At the end of his presentation, Volcker took several questions from owners and officials but did not specifically address how the economy could affect the 30 teams, big market and small, in the months to come.Those who spoke about Volcker’s remarks did so on the condition of anonymity because they did not want to be linked to the public discussion of a private meeting.
Selig said he first broached the idea of having Volcker address the owners when he saw him at a World Series game last month.You think they might have had some sort of a discussion about the economy when they ran into each other at the World Series? The World Series obviously took place in October, a month when the market posted triple digit fluctuations in 20 out of 23 days of trading. If Selig respected Volcker's opinion enough to have him address the franchise owners of his mega-billion dollar corporation, then he would surely have sought some expert insight in such turbulent financial times. Men of much smaller intellects and bank accounts were discussing the economy at that time.

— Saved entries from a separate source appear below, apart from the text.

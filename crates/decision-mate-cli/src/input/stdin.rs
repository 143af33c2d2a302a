use serde::de::DeserializeOwned;
use std::io::{self, Read};

/// Deserialize JSON piped on stdin. Returns None when stdin is a TTY or
/// nothing was piped.
pub fn read_stdin<T: DeserializeOwned>() -> Result<Option<T>, Box<dyn std::error::Error>> {
    if atty::is(atty::Stream::Stdin) {
        return Ok(None);
    }

    let mut buffer = String::new();
    io::stdin().read_to_string(&mut buffer)?;

    let trimmed = buffer.trim();
    if trimmed.is_empty() {
        return Ok(None);
    }

    let value = serde_json::from_str(trimmed)
        .map_err(|e| format!("Failed to parse stdin as JSON: {}", e))?;
    Ok(Some(value))
}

It was the most important and prevalent conversation echoing throughout the country and had been since the Lehman bankruptcy over a month before.
So what I'm getting at is... doesn't that sound like "acting in concert" or at least promoting or encouraging "a common scheme or plan"? Not surprisingly, neither Selig or Volcker have commented on the what was said during the 45 minute address. Even if Volcker didn't "specifically address how the economy could affect the 30 teams", doesn't this at least create the appearance of impropriety?
Maybe teams would have come to the same conclusions and almost universally ratcheted down spending (save for the Yankees, who have historically taken their own stance against the MLB). But if you were an executive or owner, wouldn't you be more reluctant to spend after hearing a pessimistic assessment of the economy from an ex-Federal Reserve Chairman who had "warned against the credit collapse for several years"?